The nurse raised one eyebrow, obviously not all that impressed with the promises of young love. With pursed lips and a slight scowl, not quite aimed at Kelly, she urged Kelly to leave Joe's side, and she did so reluctantly, lingering until their fingertips were all that touched. Then she was gone, smiling through tears he could not quite decide were sorrowful or merely regret. Either way, it pained him to see her unhappy, despite the intense love obvious in her shining eyes. “See you tomorrow,” he said.
“Yeah,” she called back as she reached the doorway. It opened to reveal two policemen waiting in the hall. Joe's eyes widened in confusion, but his mother, awake again, was by his side and lay a restraining hand on his arm to calm him.
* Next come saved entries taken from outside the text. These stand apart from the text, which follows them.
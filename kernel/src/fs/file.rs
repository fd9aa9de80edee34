//! Open files: the global file table, per-task descriptor tables, the
//! bitmap allocation entry points, and file creation with rollback.

use alloc::vec;
use alloc::vec::Vec;

use bitflags::bitflags;
use log::warn;

use fs_lib::{DirEntry, FileType, BITS_PER_SECTOR, DIRSIZ, SECTOR_SIZE};

use crate::define::fs::{NFILE, NOFILE, RESERVED_FDS};
use crate::lock::SpinLock;

use super::dir::Dir;
use super::error::{Error, Result};
use super::inode::{Inode, InodeHandle};
use super::MountedPartition;

bitflags! {
    /// Open flags. Only creation is in scope; the read/write access modes
    /// are carried for the file structure.
    pub struct OpenFlags: u8 {
        const RDONLY = 0;
        const WRONLY = 0b001;
        const RDWR   = 0b010;
        const CREATE = 0b100;
    }
}

/// One open file: position, flags and the cached inode behind it.
#[derive(Clone, Copy)]
pub struct File {
    pub fd_pos: u32,
    pub fd_flag: OpenFlags,
    pub inode: InodeHandle,
}

/// System-wide open-file table. Slots 0..3 are reserved for the standard
/// streams and never handed out here.
pub struct FileTable {
    slots: SpinLock<[Option<File>; NFILE]>,
}

impl FileTable {
    pub fn new() -> Self {
        Self {
            slots: SpinLock::new([None; NFILE], "file_table"),
        }
    }

    /// Claims the first free slot for `file`.
    pub(crate) fn install(&self, file: File) -> Result<usize> {
        let mut slots = self.slots.acquire();
        for idx in RESERVED_FDS..NFILE {
            if slots[idx].is_none() {
                slots[idx] = Some(file);
                return Ok(idx);
            }
        }
        warn!("exceeded max open files");
        Err(Error::FileTableFull)
    }

    pub(crate) fn clear(&self, idx: usize) {
        self.slots.acquire()[idx] = None;
    }

    pub fn get(&self, idx: usize) -> Option<File> {
        self.slots.acquire()[idx]
    }
}

impl Default for FileTable {
    fn default() -> Self {
        Self::new()
    }
}

/// Per-task descriptor table mapping local descriptors to file-table
/// slots. It lives in the task control block; callers pass theirs in.
pub struct FdTable {
    fds: [Option<usize>; NOFILE],
}

impl FdTable {
    pub fn new() -> Self {
        Self {
            fds: [None; NOFILE],
        }
    }

    /// Binds `global_idx` to the first free local descriptor.
    pub(crate) fn install(&mut self, global_idx: usize) -> Result<usize> {
        for fd in RESERVED_FDS..NOFILE {
            if self.fds[fd].is_none() {
                self.fds[fd] = Some(global_idx);
                return Ok(fd);
            }
        }
        warn!("exceeded max open files per task");
        Err(Error::FdTableFull)
    }

    pub(crate) fn clear(&mut self, fd: usize) {
        self.fds[fd] = None;
    }

    pub fn get(&self, fd: usize) -> Option<usize> {
        self.fds.get(fd).copied().flatten()
    }
}

impl Default for FdTable {
    fn default() -> Self {
        Self::new()
    }
}

/// Which on-disk bitmap a sync call targets.
#[derive(Clone, Copy, Debug)]
pub enum BitmapType {
    Block,
    Inode,
}

impl MountedPartition {
    /// Claims a free inode number in the in-memory bitmap.
    pub fn inode_bitmap_alloc(&self) -> Result<u32> {
        let mut bitmap = self.inode_bitmap.acquire();
        let bit = bitmap.scan().ok_or(Error::NoFreeInode)?;
        bitmap.set(bit);
        Ok(bit as u32)
    }

    /// Claims a free data block; returns its absolute LBA.
    pub fn block_bitmap_alloc(&self) -> Result<u32> {
        let mut bitmap = self.block_bitmap.acquire();
        let bit = bitmap.scan().ok_or(Error::NoFreeBlock)?;
        bitmap.set(bit);
        Ok(self.sb.data_start_lba + bit as u32)
    }

    /// Hands an inode number back (memory only; used by rollback).
    pub(crate) fn inode_bitmap_clear(&self, i_no: u32) {
        self.inode_bitmap.acquire().clear(i_no as usize);
    }

    /// Writes back the one 512-byte sector of the bitmap that holds
    /// `bit_idx`, keeping the disk copy in step with memory.
    pub fn bitmap_sync(&self, bit_idx: u32, which: BitmapType) {
        let off_sec = bit_idx as usize / BITS_PER_SECTOR;
        let (lba, sector) = match which {
            BitmapType::Inode => (
                self.sb.inode_bitmap_lba + off_sec as u32,
                self.inode_bitmap.acquire().sector_copy(bit_idx as usize),
            ),
            BitmapType::Block => (
                self.sb.block_bitmap_lba + off_sec as u32,
                self.block_bitmap.acquire().sector_copy(bit_idx as usize),
            ),
        };
        self.part.disk.write_sectors(lba, &sector);
    }
}

/// Side effects `file_create` has committed so far, undone in reverse on
/// failure.
enum Committed {
    InodeBit(u32),
    CacheRef(InodeHandle),
    FileSlot(usize),
    FdSlot(usize),
}

fn rollback(
    part: &MountedPartition,
    file_table: &FileTable,
    fd_table: &mut FdTable,
    committed: Vec<Committed>,
) {
    for action in committed.into_iter().rev() {
        match action {
            Committed::FdSlot(fd) => fd_table.clear(fd),
            Committed::FileSlot(idx) => file_table.clear(idx),
            Committed::CacheRef(handle) => part.inode_close(handle),
            Committed::InodeBit(i_no) => part.inode_bitmap_clear(i_no),
        }
    }
}

/// Creates a regular file named `filename` under `parent` and opens it.
///
/// Resource acquisition order: inode number, cache slot, file-table slot,
/// task descriptor, then the directory entry; the disk syncs (parent
/// inode, new inode, inode bitmap) happen only once the entry is in.
/// Any failure unwinds everything committed so far; no partial state
/// survives. Returns the task-local descriptor.
pub fn file_create(
    part: &MountedPartition,
    file_table: &FileTable,
    fd_table: &mut FdTable,
    parent: &Dir,
    filename: &str,
    flags: OpenFlags,
) -> Result<usize> {
    if filename.is_empty() || filename.len() > DIRSIZ {
        return Err(Error::NameTooLong);
    }
    let mut io_buf = vec![0u8; 2 * SECTOR_SIZE];
    let mut committed = Vec::new();

    let i_no = part.inode_bitmap_alloc()?;
    committed.push(Committed::InodeBit(i_no));

    let inode_handle = part.inode_cache_insert(Inode::new(i_no));
    committed.push(Committed::CacheRef(inode_handle));

    let file = File {
        fd_pos: 0,
        fd_flag: flags,
        inode: inode_handle,
    };
    let global_fd = match file_table.install(file) {
        Ok(idx) => idx,
        Err(err) => {
            rollback(part, file_table, fd_table, committed);
            return Err(err);
        }
    };
    committed.push(Committed::FileSlot(global_fd));

    let local_fd = match fd_table.install(global_fd) {
        Ok(fd) => fd,
        Err(err) => {
            rollback(part, file_table, fd_table, committed);
            return Err(err);
        }
    };
    committed.push(Committed::FdSlot(local_fd));

    let entry = DirEntry::new(filename, i_no, FileType::Regular);
    if let Err(err) = part.sync_dir_entry(parent, &entry, &mut io_buf) {
        warn!("sync dir entry for {} failed: {}", filename, err);
        rollback(part, file_table, fd_table, committed);
        return Err(err);
    }

    // the entry is durable; now make the metadata match it
    io_buf.fill(0);
    part.inode_sync(parent.inode, &mut io_buf);
    io_buf.fill(0);
    part.inode_sync(inode_handle, &mut io_buf);
    part.bitmap_sync(i_no, BitmapType::Inode);

    Ok(local_fd)
}
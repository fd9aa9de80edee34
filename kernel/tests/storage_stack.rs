//! End-to-end tests of the storage stack over the RAM-backed IDE device:
//! boot enumeration, partition discovery, the driver's register protocol,
//! and filesystem durability across a re-mount.

use std::sync::Arc;
use std::thread;

use fs_lib::{BootSector, PartitionTableEntry, SECTOR_SIZE};
use kernel::driver::ramdisk::RamDisk;
use kernel::{FdTable, Hal, OpenFlags, Storage};

const SYS_DISK_SECTORS: usize = 64;
const DATA_DISK_SECTORS: usize = 16 * 1024;

const CMD_READ: u8 = 0x20;
const CMD_WRITE: u8 = 0x30;

fn boot_sector(entries: &[(usize, PartitionTableEntry)]) -> Vec<u8> {
    let mut table = [PartitionTableEntry::default(); 4];
    for (slot, entry) in entries {
        table[*slot] = *entry;
    }
    let mut sector = vec![0u8; SECTOR_SIZE];
    BootSector::new(table).encode(&mut sector);
    sector
}

fn data_entry(fs_type: u8, start_lba: u32, sec_cnt: u32) -> PartitionTableEntry {
    PartitionTableEntry {
        fs_type,
        start_lba,
        sec_cnt,
        ..PartitionTableEntry::default()
    }
}

/// Two drives on one channel; the data disk carries one primary
/// partition.
fn fresh_machine() -> Arc<RamDisk> {
    let ramdisk = RamDisk::new(&[SYS_DISK_SECTORS, DATA_DISK_SECTORS]);
    let mbr = boot_sector(&[(0, data_entry(0x83, 256, DATA_DISK_SECTORS as u32 - 256))]);
    ramdisk.load(1, 0, &mbr);
    ramdisk
}

fn boot(ramdisk: &Arc<RamDisk>) -> Storage {
    let hal: Arc<dyn Hal> = ramdisk.clone();
    Storage::init(hal, 2)
}

#[test]
fn identify_reports_drive_geometry() {
    let ramdisk = fresh_machine();
    let storage = boot(&ramdisk);
    assert_eq!(storage.disks.len(), 2);
    assert_eq!(storage.disks[0].name, "sda");
    assert_eq!(storage.disks[0].sectors as usize, SYS_DISK_SECTORS);
    assert_eq!(storage.disks[1].name, "sdb");
    assert_eq!(storage.disks[1].sectors as usize, DATA_DISK_SECTORS);
}

#[test]
fn sector_io_round_trips_and_chunks_at_256() {
    let ramdisk = fresh_machine();
    let storage = boot(&ramdisk);
    let disk = &storage.disks[1];

    let mut pattern = vec![0u8; 300 * SECTOR_SIZE];
    for (i, byte) in pattern.iter_mut().enumerate() {
        *byte = (i % 251) as u8;
    }

    ramdisk.clear_outb_log();
    disk.write_sectors(4096, &pattern);
    assert_eq!(
        ramdisk.command_count(CMD_WRITE),
        2,
        "300 sectors is one full 256 chunk plus a 44-sector tail"
    );

    let mut readback = vec![0u8; 300 * SECTOR_SIZE];
    disk.read_sectors(4096, &mut readback);
    assert_eq!(ramdisk.command_count(CMD_READ), 2);
    assert_eq!(pattern, readback);

    // writing the same bytes again and re-reading them is idempotent
    disk.write_sectors(4096, &readback);
    let mut again = vec![0u8; 300 * SECTOR_SIZE];
    disk.read_sectors(4096, &mut again);
    assert_eq!(readback, again);
}

#[test]
fn partition_scan_walks_the_extended_chain() {
    let ramdisk = RamDisk::new(&[SYS_DISK_SECTORS, DATA_DISK_SECTORS]);
    let ext_base = 8192u32;

    let mbr = boot_sector(&[
        (0, data_entry(0x83, 256, 2048)),
        (1, data_entry(0x83, 4096, 2048)),
        (2, data_entry(0x05, ext_base, 8192)),
    ]);
    ramdisk.load(1, 0, &mbr);

    // first EBR: one logical partition and a link to the next EBR,
    // both relative to the extended base
    let ebr1 = boot_sector(&[
        (0, data_entry(0x83, 64, 512)),
        (1, data_entry(0x05, 1024, 1024)),
    ]);
    ramdisk.load(1, ext_base as usize * SECTOR_SIZE, &ebr1);

    // second EBR, at ext_base + 1024: the final logical partition
    let ebr2 = boot_sector(&[(0, data_entry(0x83, 64, 512))]);
    ramdisk.load(1, (ext_base + 1024) as usize * SECTOR_SIZE, &ebr2);

    let storage = boot(&ramdisk);
    let names: Vec<&str> = storage
        .partitions
        .iter()
        .map(|part| part.name.as_str())
        .collect();
    assert_eq!(names, ["sdb1", "sdb2", "sdb5", "sdb6"]);

    let by_name = |name: &str| {
        storage
            .partitions
            .iter()
            .find(|part| part.name == name)
            .unwrap()
    };
    assert_eq!(by_name("sdb1").start_lba, 256);
    assert_eq!(by_name("sdb2").start_lba, 4096);
    // logical partitions sit 64 sectors into their EBR's slice
    assert_eq!(by_name("sdb5").start_lba, ext_base + 64);
    assert_eq!(by_name("sdb6").start_lba, ext_base + 1024 + 64);
}

#[test]
fn logical_partitions_stop_at_eight() {
    let ramdisk = RamDisk::new(&[SYS_DISK_SECTORS, DATA_DISK_SECTORS]);
    let ext_base = 2048u32;

    let mbr = boot_sector(&[(0, data_entry(0x05, ext_base, 12 * 1024))]);
    ramdisk.load(1, 0, &mbr);

    // a chain of ten EBRs, each carrying one logical partition
    for i in 0..10u32 {
        let ebr_lba = ext_base + i * 128;
        let mut entries = vec![(0, data_entry(0x83, 64, 32))];
        if i < 9 {
            entries.push((1, data_entry(0x05, (i + 1) * 128, 128)));
        }
        let ebr = boot_sector(&entries);
        ramdisk.load(1, ebr_lba as usize * SECTOR_SIZE, &ebr);
    }

    let storage = boot(&ramdisk);
    assert_eq!(storage.partitions.len(), 8);
    assert_eq!(storage.partitions.first().unwrap().name, "sdb5");
    assert_eq!(storage.partitions.last().unwrap().name, "sdb12");
}

#[test]
fn format_happens_once_and_survives_reboot() {
    let ramdisk = fresh_machine();

    let mut storage = boot(&ramdisk);
    storage.filesys_init();
    let mut fd_table = FdTable::new();
    let fd = storage
        .sys_open("/boot.cfg", OpenFlags::CREATE, &mut fd_table)
        .unwrap();
    assert_eq!(fd, 3);
    let fd = storage
        .sys_open("/initrd", OpenFlags::CREATE, &mut fd_table)
        .unwrap();
    assert_eq!(fd, 4);
    drop(storage);

    // second boot on the same disk: the filesystem is detected, not
    // rebuilt, and the created files are still there
    let writes_after_first_boot = ramdisk.command_count(CMD_WRITE);
    let mut storage = boot(&ramdisk);
    storage.filesys_init();
    assert_eq!(
        ramdisk.command_count(CMD_WRITE),
        writes_after_first_boot,
        "re-probing a formatted partition must not write"
    );

    let part = storage.cur_part.as_ref().unwrap();
    let entry = part
        .search_dir_entry(part.root_dir(), "boot.cfg")
        .expect("file must survive remount");
    assert_eq!(entry.i_no, 1);
    assert!(part.search_dir_entry(part.root_dir(), "initrd").is_some());
    assert!(part.search_dir_entry(part.root_dir(), "vmlinuz").is_none());
}

#[test]
fn channel_register_programming_is_serialized() {
    let ramdisk = fresh_machine();
    let storage = boot(&ramdisk);
    let sys_disk = Arc::clone(&storage.disks[0]);
    let data_disk = Arc::clone(&storage.disks[1]);

    ramdisk.clear_outb_log();
    let reader = thread::spawn(move || {
        let mut buf = vec![0u8; SECTOR_SIZE];
        for lba in 0..40 {
            sys_disk.read_sectors(lba, &mut buf);
        }
    });
    let writer = thread::spawn(move || {
        let buf = vec![0xEEu8; SECTOR_SIZE];
        for lba in 1024..1064 {
            data_disk.write_sectors(lba, &buf);
        }
    });
    reader.join().unwrap();
    writer.join().unwrap();

    // both drives share channel 0; a sector-count write must always be
    // followed by its own LBA/device/command sequence, never another
    // thread's registers
    let log = ramdisk.outb_log();
    let base = 0x1F0u16;
    let mut commands = 0;
    let mut i = 0;
    while i < log.len() {
        if log[i].0 == base + 2 {
            let ports: Vec<u16> = log[i + 1..i + 6].iter().map(|(port, _)| *port).collect();
            assert_eq!(
                ports,
                [base + 3, base + 4, base + 5, base + 6, base + 7],
                "interleaved register programming at log index {}",
                i
            );
            commands += 1;
            i += 6;
        } else {
            i += 1;
        }
    }
    assert_eq!(commands, 80);
}
//! Counting semaphore.
//!
//! One instance per IDE channel carries the command-completion handshake:
//! the interrupt handler calls [`Semaphore::up`] exactly once per issued
//! command and the waiting thread consumes it with [`Semaphore::down`].

use core::sync::atomic::{AtomicU32, Ordering};

use crate::hal::Hal;

pub struct Semaphore {
    value: AtomicU32,
    name: &'static str,
}

impl Semaphore {
    pub const fn new(value: u32, name: &'static str) -> Self {
        Self {
            value: AtomicU32::new(value),
            name,
        }
    }

    /// Decrements the counter, yielding the processor until it is positive.
    pub fn down(&self, hal: &dyn Hal) {
        loop {
            let current = self.value.load(Ordering::Acquire);
            if current > 0 {
                if self
                    .value
                    .compare_exchange(current, current - 1, Ordering::AcqRel, Ordering::Relaxed)
                    .is_ok()
                {
                    return;
                }
                continue;
            }
            hal.yield_now();
        }
    }

    /// Increments the counter. Safe to call from interrupt context.
    pub fn up(&self) {
        self.value.fetch_add(1, Ordering::Release);
    }

    pub fn name(&self) -> &'static str {
        self.name
    }
}
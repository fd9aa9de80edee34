//! The storage subsystem context: channel and disk enumeration, partition
//! discovery, filesystem search/auto-format, mounting, and path-based file
//! creation.
//!
//! The channel table, partition list, current partition and file table
//! are owned by one [`Storage`] value built at boot and threaded through
//! explicitly; nothing here hides in globals.

use alloc::format;
use alloc::string::String;
use alloc::sync::Arc;
use alloc::vec;
use alloc::vec::Vec;

use log::{info, warn};

use fs_lib::{
    div_round_up, DirEntry, DiskInode, FileType, SuperBlock, BITS_PER_SECTOR, FSMAGIC, NINODES,
    SECTOR_SIZE,
};

use crate::define::fs::{DEFAULT_PART, MAX_PATH_LEN};
use crate::driver::ide::{Disk, IdeChannel};
use crate::driver::partition::{partition_scan, report_partitions, Partition};
use crate::fs::dir::Dir;
use crate::fs::error::{Error, Result};
use crate::fs::file::{file_create, FdTable, FileTable, OpenFlags};
use crate::fs::MountedPartition;
use crate::hal::Hal;

/// Root of the storage subsystem; one per machine, built at boot.
pub struct Storage {
    hal: Arc<dyn Hal>,
    pub channels: Vec<Arc<IdeChannel>>,
    pub disks: Vec<Arc<Disk>>,
    pub partitions: Vec<Arc<Partition>>,
    pub cur_part: Option<Arc<MountedPartition>>,
    pub file_table: FileTable,
}
//! Locking primitives

pub mod semaphore;
pub mod sleeplock;
pub mod spinlock;

pub use semaphore::Semaphore;
pub use sleeplock::{SleepLock, SleepLockGuard};
pub use spinlock::SpinLock;
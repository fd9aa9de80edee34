//! Block storage subsystem for a monolithic kernel: the IDE channel driver,
//! the partition scanner and the on-disk filesystem engine (superblock,
//! occupancy bitmaps, inode table, directories, path lookup).
//!
//! The scheduler, the interrupt controller and the console stay outside;
//! everything the stack needs from the machine comes in through the
//! [`hal::Hal`] trait, and all state lives in one [`storage::Storage`]
//! context built at boot.

#![cfg_attr(not(test), no_std)]

extern crate alloc;

pub mod define;
pub mod driver;
pub mod fs;
pub mod hal;
pub mod lock;
pub mod storage;

pub use fs::error::{Error, Result};
pub use fs::file::{FdTable, OpenFlags};
pub use hal::Hal;
pub use storage::Storage;
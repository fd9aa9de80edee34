//! Named spinlock guarding short in-memory critical sections.
//!
//! Bitmap words, cache slot tables and the file table are only ever held
//! for a few instructions; on a single preemptible core these are
//! interrupt-off critical sections, which a plain spinlock models.

use spin::{Mutex, MutexGuard};

pub struct SpinLock<T> {
    name: &'static str,
    inner: Mutex<T>,
}

impl<T> SpinLock<T> {
    pub const fn new(data: T, name: &'static str) -> Self {
        Self {
            name,
            inner: Mutex::new(data),
        }
    }

    pub fn acquire(&self) -> MutexGuard<'_, T> {
        self.inner.lock()
    }

    pub fn name(&self) -> &'static str {
        self.name
    }
}
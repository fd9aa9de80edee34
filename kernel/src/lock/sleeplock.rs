//! Lock for long operations: a contended caller yields the processor
//! instead of spinning, so a thread parked on disk I/O does not starve the
//! holder on a single core.

use core::cell::UnsafeCell;
use core::ops::{Deref, DerefMut};
use core::sync::atomic::{AtomicBool, Ordering};

use crate::hal::Hal;

pub struct SleepLock<T> {
    locked: AtomicBool,
    name: &'static str,
    data: UnsafeCell<T>,
}

unsafe impl<T: Send> Sync for SleepLock<T> {}
unsafe impl<T: Send> Send for SleepLock<T> {}

impl<T> SleepLock<T> {
    pub const fn new(data: T, name: &'static str) -> Self {
        Self {
            locked: AtomicBool::new(false),
            name,
            data: UnsafeCell::new(data),
        }
    }

    /// Blocks until the lock is free. The yield goes through the HAL so the
    /// scheduler can run whoever currently holds it.
    pub fn lock<'a>(&'a self, hal: &dyn Hal) -> SleepLockGuard<'a, T> {
        while self
            .locked
            .compare_exchange(false, true, Ordering::Acquire, Ordering::Relaxed)
            .is_err()
        {
            hal.yield_now();
        }
        SleepLockGuard { lock: self }
    }

    pub fn name(&self) -> &'static str {
        self.name
    }

    fn unlock(&self) {
        self.locked.store(false, Ordering::Release);
    }
}

pub struct SleepLockGuard<'a, T> {
    lock: &'a SleepLock<T>,
}

impl<T> Deref for SleepLockGuard<'_, T> {
    type Target = T;

    fn deref(&self) -> &T {
        unsafe { &*self.lock.data.get() }
    }
}

impl<T> DerefMut for SleepLockGuard<'_, T> {
    fn deref_mut(&mut self) -> &mut T {
        unsafe { &mut *self.lock.data.get() }
    }
}

impl<T> Drop for SleepLockGuard<'_, T> {
    fn drop(&mut self) {
        self.lock.unlock();
    }
}
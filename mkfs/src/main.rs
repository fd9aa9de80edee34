//! Builds a partitioned, formatted disk image.
//!
//! The image is produced by the real storage stack: an MBR with one
//! primary partition is laid onto a RAM-backed IDE device, the driver
//! boots against it, `filesys_init` formats and mounts the partition, and
//! the resulting bytes are written out. What QEMU later reads is exactly
//! what the kernel itself would have created.

use std::env;
use std::process::exit;
use std::sync::Arc;

use lazy_static::lazy_static;

use fs_lib::{BootSector, PartitionTableEntry, SECTOR_SIZE};
use kernel::driver::ramdisk::RamDisk;
use kernel::{Hal, Storage};

lazy_static! {
    static ref ARGS: Vec<String> = env::args().collect();
}

/// Drive 0 stands in for the system disk; it stays blank.
const SYS_DISK_SECTORS: usize = 128;

/// Default data-disk size: 16 MiB.
const DEFAULT_IMAGE_SECTORS: usize = 32 * 1024;

/// Where the single primary partition starts.
const PART_START_LBA: u32 = 2048;

/// Linux-style type byte for the partition entry.
const FS_TYPE_NATIVE: u8 = 0x83;

fn main() {
    if ARGS.len() < 2 {
        eprintln!("Usage: mkfs <image> [sectors]");
        exit(1);
    }
    let image_path = &ARGS[1];
    let total_sectors: usize = match ARGS.get(2) {
        Some(arg) => arg.parse().expect("sector count must be a number"),
        None => DEFAULT_IMAGE_SECTORS,
    };
    assert!(
        total_sectors > PART_START_LBA as usize + 1024,
        "image too small for a formattable partition"
    );

    log::set_logger(&StderrLogger).expect("logger already set");
    log::set_max_level(log::LevelFilter::Info);

    // one primary partition covering the rest of the disk
    let mut table = [PartitionTableEntry::default(); 4];
    table[0] = PartitionTableEntry {
        fs_type: FS_TYPE_NATIVE,
        start_lba: PART_START_LBA,
        sec_cnt: total_sectors as u32 - PART_START_LBA,
        ..PartitionTableEntry::default()
    };
    let mut mbr = vec![0u8; SECTOR_SIZE];
    BootSector::new(table).encode(&mut mbr);

    let ramdisk = RamDisk::new(&[SYS_DISK_SECTORS, total_sectors]);
    ramdisk.load(1, 0, &mbr);

    // boot the stack against the emulated drives; sdb1 gets formatted and
    // mounted exactly like on hardware
    let hal: Arc<dyn Hal> = ramdisk.clone();
    let mut storage = Storage::init(hal, 2);
    storage.filesys_init();

    std::fs::write(image_path, ramdisk.dump(1))
        .unwrap_or_else(|err| panic!("cannot write {}: {}", image_path, err));
    println!("wrote {} ({} sectors)", image_path, total_sectors);
}

/// The kernel code logs through the `log` facade; here the sink is just
/// stderr.
struct StderrLogger;

impl log::Log for StderrLogger {
    fn enabled(&self, _metadata: &log::Metadata<'_>) -> bool {
        true
    }

    fn log(&self, record: &log::Record<'_>) {
        if self.enabled(record.metadata()) {
            eprintln!("[{}] {}", record.level(), record.args());
        }
    }

    fn flush(&self) {}
}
“She has to go into protective custody,” she told him. “Just a precaution.”
“But her dad's in jail,” he argued, still trying to rise. The door was swinging shut, blocking his view of her face, her shining eyes. He ached for her, wanted more than anything to jump from that bed and run to her. If he could wrap his arms around her, he knew he could protect her. “I don't understand,” he whined.
“It's a precaution,” his mother repeated. She didn't seem to understand her son's agitation. “They think he might have been into something, some kind of criminal enterprise. He might have had partners.”
Joe stared at the door, now closed. “That makes no sense,” he said. Yet, somehow, it did. There was something buzzing in his brain, thoughts he wasn't quite sure belonged to him. “She's in danger,” he said.
His mother mistook the statement as a question. “I doubt she's in any real danger,” she told him. “Whatever they were after I'm sure they won't expect Kelly or her mother to know about it.”
“About what?” he asked, more confused than ever.
She put her hand on his forehead. “I'm going to ask the doctor to come take another look at you. Maybe that concussion is worse than they thought.”
“What?”
“I told you all about this the last time you were awake,” she said patiently. “You don't remember? It's okay. It'll come back to you, I guess. She was here by your side the whole time. She's a good girl, Joe.”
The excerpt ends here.